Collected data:
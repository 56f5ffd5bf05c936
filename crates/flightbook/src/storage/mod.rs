//! Storage layer for flightbook.
//!
//! Flights and bookings live in two independent JSON snapshot files inside a
//! data directory. Every load returns the whole collection and every save
//! replaces it; there are no partial updates and no locking, so two
//! processes writing the same data directory can overwrite each other.

mod snapshot;

use std::path::{Path, PathBuf};

use tracing::info;

use crate::error::{Error, Result};
use crate::model::{Booking, Flight};

/// File name of the flights snapshot.
pub const FLIGHTS_FILE_NAME: &str = "flights.json";

/// File name of the bookings snapshot.
pub const BOOKINGS_FILE_NAME: &str = "bookings.json";

/// Snapshot storage for the two collections.
///
/// The data directory is created the first time a collection is loaded or
/// saved, not when the `Storage` is constructed.
#[derive(Debug, Clone)]
pub struct Storage {
    /// Directory holding the snapshot files.
    data_dir: PathBuf,
    /// Pretty-print snapshots with two-space indentation.
    pretty: bool,
}

impl Storage {
    /// Create storage rooted at the given data directory.
    #[must_use]
    pub fn new(data_dir: impl AsRef<Path>) -> Self {
        Self {
            data_dir: data_dir.as_ref().to_path_buf(),
            pretty: true,
        }
    }

    /// Choose between indented and compact snapshot output.
    #[must_use]
    pub fn with_pretty(mut self, pretty: bool) -> Self {
        self.pretty = pretty;
        self
    }

    /// Get the data directory.
    #[must_use]
    pub fn data_dir(&self) -> &Path {
        &self.data_dir
    }

    /// Get the path of the flights snapshot.
    #[must_use]
    pub fn flights_path(&self) -> PathBuf {
        self.data_dir.join(FLIGHTS_FILE_NAME)
    }

    /// Get the path of the bookings snapshot.
    #[must_use]
    pub fn bookings_path(&self) -> PathBuf {
        self.data_dir.join(BOOKINGS_FILE_NAME)
    }

    /// Load every stored flight, in storage order.
    ///
    /// # Errors
    ///
    /// Returns [`Error::CorruptSnapshot`] if a record is malformed, or an I/O
    /// error if the data directory or file cannot be read.
    pub fn load_flights(&self) -> Result<Vec<Flight>> {
        self.ensure_data_dir()?;
        snapshot::read(&self.flights_path())
    }

    /// Replace the stored flights.
    ///
    /// # Errors
    ///
    /// Returns an error if the snapshot cannot be written.
    pub fn save_flights(&self, flights: &[Flight]) -> Result<()> {
        self.ensure_data_dir()?;
        snapshot::write(&self.flights_path(), flights, self.pretty)
    }

    /// Load every stored booking, in storage order.
    ///
    /// # Errors
    ///
    /// Returns [`Error::CorruptSnapshot`] if a record is malformed, or an I/O
    /// error if the data directory or file cannot be read.
    pub fn load_bookings(&self) -> Result<Vec<Booking>> {
        self.ensure_data_dir()?;
        snapshot::read(&self.bookings_path())
    }

    /// Replace the stored bookings.
    ///
    /// # Errors
    ///
    /// Returns an error if the snapshot cannot be written.
    pub fn save_bookings(&self, bookings: &[Booking]) -> Result<()> {
        self.ensure_data_dir()?;
        snapshot::write(&self.bookings_path(), bookings, self.pretty)
    }

    fn ensure_data_dir(&self) -> Result<()> {
        if !self.data_dir.exists() {
            std::fs::create_dir_all(&self.data_dir).map_err(|source| Error::DirectoryCreate {
                path: self.data_dir.clone(),
                source,
            })?;
            info!("Created data directory {}", self.data_dir.display());
        }
        Ok(())
    }
}
//! The traveller attached to a booking.

use serde::{Deserialize, Serialize};

use crate::error::{Error, Result};

/// Minimum name length after trimming.
const MIN_NAME_CHARS: usize = 2;

/// Minimum number of digits in a phone number.
const MIN_PHONE_DIGITS: usize = 10;

/// Contact details for the person travelling on a booking.
#[derive(Debug, Clone, PartialEq, Eq, Serialize, Deserialize)]
pub struct Passenger {
    /// Full name.
    pub name: String,
    /// Contact email.
    pub email: String,
    /// Contact phone; formatting characters are allowed.
    pub phone: String,
}

impl Passenger {
    /// Create a passenger. Call [`Passenger::validate`] before storing it.
    #[must_use]
    pub fn new(name: impl Into<String>, email: impl Into<String>, phone: impl Into<String>) -> Self {
        Self {
            name: name.into(),
            email: email.into(),
            phone: phone.into(),
        }
    }

    /// Number of digit characters in the phone number.
    #[must_use]
    pub fn phone_digits(&self) -> usize {
        self.phone.chars().filter(char::is_ascii_digit).count()
    }

    /// Check the passenger's contact details.
    ///
    /// # Errors
    ///
    /// Returns [`Error::Validation`] if the name is shorter than two
    /// characters, the email lacks `@` or `.`, or the phone has fewer than
    /// ten digits.
    pub fn validate(&self) -> Result<()> {
        if self.name.trim().chars().count() < MIN_NAME_CHARS {
            return Err(Error::validation(
                "Passenger name must be at least 2 characters",
            ));
        }
        if !self.email.contains('@') || !self.email.contains('.') {
            return Err(Error::validation("Invalid email address"));
        }
        if self.phone_digits() < MIN_PHONE_DIGITS {
            return Err(Error::validation(
                "Phone number must have at least 10 digits",
            ));
        }
        Ok(())
    }
}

_WORK ORDER_:
Retype, without changes, the lines from the line holding "characters are allowed." to the end of the data, both ends included.

_OUTPUT FOR THIS EXERCISE_:
    /// Contact phone; formatting characters are allowed.
    pub phone: String,
}

impl Passenger {
    /// Create a passenger. Call [`Passenger::validate`] before storing it.
    #[must_use]
    pub fn new(name: impl Into<String>, email: impl Into<String>, phone: impl Into<String>) -> Self {
        Self {
            name: name.into(),
            email: email.into(),
            phone: phone.into(),
        }
    }

    /// Number of digit characters in the phone number.
    #[must_use]
    pub fn phone_digits(&self) -> usize {
        self.phone.chars().filter(char::is_ascii_digit).count()
    }

    /// Check the passenger's contact details.
    ///
    /// # Errors
    ///
    /// Returns [`Error::Validation`] if the name is shorter than two
    /// characters, the email lacks `@` or `.`, or the phone has fewer than
    /// ten digits.
    pub fn validate(&self) -> Result<()> {
        if self.name.trim().chars().count() < MIN_NAME_CHARS {
            return Err(Error::validation(
                "Passenger name must be at least 2 characters",
            ));
        }
        if !self.email.contains('@') || !self.email.contains('.') {
            return Err(Error::validation("Invalid email address"));
        }
        if self.phone_digits() < MIN_PHONE_DIGITS {
            return Err(Error::validation(
                "Phone number must have at least 10 digits",
            ));
        }
        Ok(())
    }
}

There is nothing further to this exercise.